Monday, August 29, 2016

Maybe This Time (New Beginnings)

There are many parts of me that came from him. Or were, at least, planted there by him - by things he did and things he said (some even from what was left unsaid). It breaks me to know that not everything I took with me when he left was good. There were habits developed as an involuntary response to his actions, his ideals - but mostly to his absence -, that frightens me; that’s not who I am.

I spent years trying so hard to form and cement a connection... Only to find myself, now, cleaning the mess that remains of what once was; trying even harder to sever all ties built. In the middle of all that, I failed to see how I was losing myself in a vain attempt to fit a mold I wasn’t made to fit. But back then that didn't matter much because his arms were my safe heaven...until they stopped being that and became a trap he couldn't wait to see me out of fast enough.

I wandered in my unconsciousness for so long. Lost, looking for an answer, any kind of answer. But there isn't really one... There is no cure for my almost chameleonic ability that keeps making me try to blend into my surroundings; even if it means leaving parts of me behind.

But even after all that failed, there is still hope – a new light at the end of yet another tunnel. And here I am, at the start of a new journey (or perhaps a new road), hoping this time it leads home.


Andie

Monday, August 1, 2016

Monday Blues # 1 Hints and Consequences

I'm starting a new "thing" and I shall call it Monday Blues, and they're going to be a series of posts (posted whenever I feel like it, like every other post really) where, much like in the Sunday Rant ones, I'll be doing what I've been told I do apparently quite often - Complaining. But while on Sunday Rants I basically rant about things in general that I don't like, I'm using the Monday Blues to complain about myself and things I know I do/did wrong (mostly in retrospective, of course). It'll be like a personal analysis on my life choices that may turn useful in the future... who knows?

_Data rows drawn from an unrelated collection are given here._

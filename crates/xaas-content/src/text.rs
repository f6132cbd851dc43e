//! Line-delimited text sources.

use std::io::{BufRead, BufReader};
use std::path::Path;

use xaas_common::error::{Result, XaasError};

use crate::item::ContentItem;

/// Reads `path` and returns one item per line, indexed from zero.
///
/// Line terminators (`\n` or `\r\n`) are stripped. A trailing newline does
/// not produce an extra empty item; blank lines in the middle do.
///
/// # Errors
///
/// Returns [`XaasError::ContentLoad`] if the file cannot be opened or a
/// line cannot be read (including invalid UTF-8). No items are returned
/// in that case.
pub fn read_lines(path: &Path) -> Result<Vec<ContentItem>> {
    let file = std::fs::File::open(path)
        .map_err(|e| XaasError::content(path, format!("cannot open text file: {e}")))?;

    let items = BufReader::new(file)
        .lines()
        .enumerate()
        .map(|(index, line)| {
            line.map(|text| ContentItem::line(index, text)).map_err(|e| {
                XaasError::content(path, format!("read failed at line {}: {e}", index + 1))
            })
        })
        .collect::<Result<Vec<_>>>()?;

    tracing::debug!(path = %path.display(), count = items.len(), "read text content");
    Ok(items)
}
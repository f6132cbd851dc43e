//! Formatted output helpers for CLI commands.

use xaas_graph::Output;

/// Width of section rules.
const RULE_WIDTH: usize = 48;

/// A horizontal double rule.
#[must_use]
pub fn rule() -> String {
    "\u{2550}".repeat(RULE_WIDTH)
}

/// Renders a lazy output the way a plan shows it: literals as-is,
/// references as `${<resource>.<attribute>}`.
#[must_use]
pub fn describe_output(output: &Output) -> String {
    match output {
        Output::Literal { value } => value.clone(),
        Output::Attribute { urn, attribute } => format!("${{{}.{attribute}}}", urn.name),
        Output::Concat { parts } => parts.iter().map(describe_output).collect(),
    }
}

/// Splits a `KEY=VALUE` command line pair.
///
/// # Errors
///
/// Returns an error if there is no `=` or the key is empty.
pub fn parse_pair(raw: &str) -> Result<(String, String), String> {
    match raw.split_once('=') {
        Some((key, value)) if !key.is_empty() => Ok((key.to_string(), value.to_string())),
        _ => Err(format!("expected KEY=VALUE, got \"{raw}\"")),
    }
}
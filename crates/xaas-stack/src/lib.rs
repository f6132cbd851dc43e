//! # xaas-stack
//!
//! Turns registered stack descriptors and their external content into a
//! dependency-ordered graph of cloud resources.
//!
//! Handles:
//! - **Descriptor**: data-driven registry of stacks.
//! - **Synthesizer**: one backing resource per content item.
//! - **Policy**: access documents bound to a store's lazily resolved ARN.
//! - **Packager**: the boundary to function code compilation.
//! - **Function**: role, policies, function, and route entries per stack.
//! - **Gateway**: route aggregation and the single HTTP entry point.
//! - **Orchestrator**: the build state machine.

pub mod context;
pub mod descriptor;
pub mod function;
pub mod gateway;
pub mod orchestrator;
pub mod packager;
pub mod policy;
pub mod synthesizer;

pub use context::BuildContext;
pub use descriptor::{StackDescriptor, StackRegistry};
pub use orchestrator::{BuildOptions, BuildOutput, BuildPhase, BuildReport, BuildRun, Orchestrator};
pub use packager::{MakePackager, Packager, PackagingMode, PrebuiltPackager};
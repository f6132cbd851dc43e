//! Unified error types for the xaas workspace.
//!
//! The four build-time categories (configuration, content loading,
//! packaging, resource creation) are unrecoverable at the graph-building
//! level: the first one raised aborts the whole build.

use std::path::PathBuf;

use thiserror::Error;

/// Top-level error type shared across the workspace.
#[derive(Debug, Error)]
pub enum XaasError {
    /// A required configuration parameter is missing or invalid.
    #[error("configuration error: {message}")]
    Configuration {
        /// Description of the invalid configuration.
        message: String,
    },

    /// A content file or its sidecar metadata is missing or malformed.
    #[error("failed to load content from {path}: {message}")]
    ContentLoad {
        /// Path of the content source that failed.
        path: PathBuf,
        /// Description of the failure.
        message: String,
    },

    /// Packaging a function's code artifact failed.
    #[error("failed to package function \"{stack}\": {message}")]
    Build {
        /// Stack whose function failed to package.
        stack: String,
        /// Description of the failure.
        message: String,
    },

    /// The provisioning layer rejected a resource declaration.
    #[error("failed to declare {kind} \"{name}\": {message}")]
    ResourceCreation {
        /// Kind of the rejected resource.
        kind: String,
        /// Logical name of the rejected resource.
        name: String,
        /// Description of the failure.
        message: String,
    },

    /// A bounded retry loop ran out of attempts.
    #[error("gave up after {attempts} attempts: {message}")]
    Exhaustion {
        /// Number of attempts made.
        attempts: u32,
        /// What was being attempted.
        message: String,
    },

    /// A backing store used by a deployed function failed.
    #[error("store error: {message}")]
    Store {
        /// Description of the failure.
        message: String,
    },

    /// An I/O operation failed.
    #[error("I/O error at {path}: {source}")]
    Io {
        /// Path where the I/O error occurred.
        path: PathBuf,
        /// Underlying I/O error.
        source: std::io::Error,
    },

    /// Serialization or deserialization failed.
    #[error("serialization error: {source}")]
    Serialization {
        /// Underlying serialization error.
        #[from]
        source: serde_json::Error,
    },
}

impl XaasError {
    /// Shorthand for a [`XaasError::Configuration`] error.
    pub fn config(message: impl Into<String>) -> Self {
        Self::Configuration {
            message: message.into(),
        }
    }

    /// Shorthand for a [`XaasError::ContentLoad`] error.
    pub fn content(path: impl Into<PathBuf>, message: impl Into<String>) -> Self {
        Self::ContentLoad {
            path: path.into(),
            message: message.into(),
        }
    }

    /// Returns true for the categories that abort graph construction.
    #[must_use]
    pub const fn is_fatal_to_build(&self) -> bool {
        matches!(
            self,
            Self::Configuration { .. }
                | Self::ContentLoad { .. }
                | Self::Build { .. }
                | Self::ResourceCreation { .. }
        )
    }
}

/// Convenience alias used throughout the workspace.
pub type Result<T> = std::result::Result<T, XaasError>;

#[cfg(test)]
mod tests {
    use super::*;

    #[test]
    fn build_categories_are_fatal() {
        assert!(XaasError::config("missing animal").is_fatal_to_build());
        assert!(XaasError::content("/tmp/facts.txt", "not found").is_fatal_to_build());
        assert!(
            XaasError::Build {
                stack: "facts".into(),
                message: "make failed".into(),
            }
            .is_fatal_to_build()
        );
        assert!(
            XaasError::ResourceCreation {
                kind: "Function".into(),
                name: "caas-lambda-facts".into(),
                message: "rejected".into(),
            }
            .is_fatal_to_build()
        );
    }

    #[test]
    fn runtime_categories_are_not_build_fatal() {
        let err = XaasError::Exhaustion {
            attempts: 3,
            message: "token space".into(),
        };
        assert!(!err.is_fatal_to_build());
        assert!(!XaasError::Store { message: "down".into() }.is_fatal_to_build());
    }

    #[test]
    fn content_error_message_includes_path() {
        let err = XaasError::content("/assets/facts.txt", "no such file");
        let msg = err.to_string();
        assert!(msg.contains("/assets/facts.txt"), "got: {msg}");
        assert!(msg.contains("no such file"), "got: {msg}");
    }
}
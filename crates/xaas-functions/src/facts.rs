//! `GET /facts`: one fact by id, or a random one.

use rand::{Rng, RngCore};
use serde::Serialize;
use xaas_common::error::Result;
use xaas_common::types::HttpMethod;

use crate::http::{Handler, Request, Response};
use crate::store::FactStore;

/// Query parameter selecting a fact.
pub const FACT_ID_PARAM: &str = "FactId";

/// Response body of a fact lookup.
#[derive(Debug, Clone, PartialEq, Eq, Serialize)]
pub struct Fact {
    /// Fact id.
    pub id: usize,
    /// Fact text.
    pub text: String,
}

/// Serves facts from a [`FactStore`].
#[derive(Debug)]
pub struct FactsHandler<S> {
    store: S,
}

impl<S: FactStore> FactsHandler<S> {
    /// Handler over `store`.
    pub const fn new(store: S) -> Self {
        Self { store }
    }

    /// Looks up `requested`, or a uniformly random fact when `None`.
    ///
    /// # Errors
    ///
    /// Propagates store failures.
    pub fn lookup(&self, requested: Option<usize>, rng: &mut dyn RngCore) -> Result<Option<Fact>> {
        let id = match requested {
            Some(id) => id,
            None => {
                let count = self.store.count()?;
                if count == 0 {
                    return Ok(None);
                }
                rng.gen_range(0..count)
            }
        };
        Ok(self.store.get(id)?.map(|text| Fact { id, text }))
    }
}

impl<S: FactStore> Handler for FactsHandler<S> {
    fn handle(&mut self, request: &Request, rng: &mut dyn RngCore) -> Response {
        if request.method != HttpMethod::Get {
            return Response::status(405);
        }
        let requested = request
            .query
            .get(FACT_ID_PARAM)
            .and_then(|raw| raw.trim().parse::<usize>().ok());
        match self.lookup(requested, rng) {
            Ok(Some(fact)) => {
                tracing::debug!(id = fact.id, "fact served");
                Response::json(&fact)
            }
            Ok(None) => Response::status(404),
            Err(e) => Response::server_error(&e),
        }
    }
}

On this first edition I'd like to address my inability to take hints and to understand that, sometimes, even actions that needed to be taken have irreparable consequences.

There is really no excuse in regards of the first topic. No matter how good of an observant I can be for some things, there are simply other areas where I'm just going in completely blind. And that field would have to be the one where deep emotions are dealt with. And my inability to take hints comes hand in hand with those irreparable consequences I can't seem to predict.

I think it has to do with the fact that I spent most of my life, while growing up, bottling it all up, hiding, keeping it inside, because no one around me seemed to care long enough to hear it all. And that just made me kind of...closed off and slowed down my ability to connect and stay connected - and to completely trust anyone on that any level. But it also means that once you have my trust, and/or my care, I'm all in. That, while it can bring many great things, it also means when it goes wrong and that trust is broken, I'm the one that takes it the harder way; I'm the one that stays broken the longest.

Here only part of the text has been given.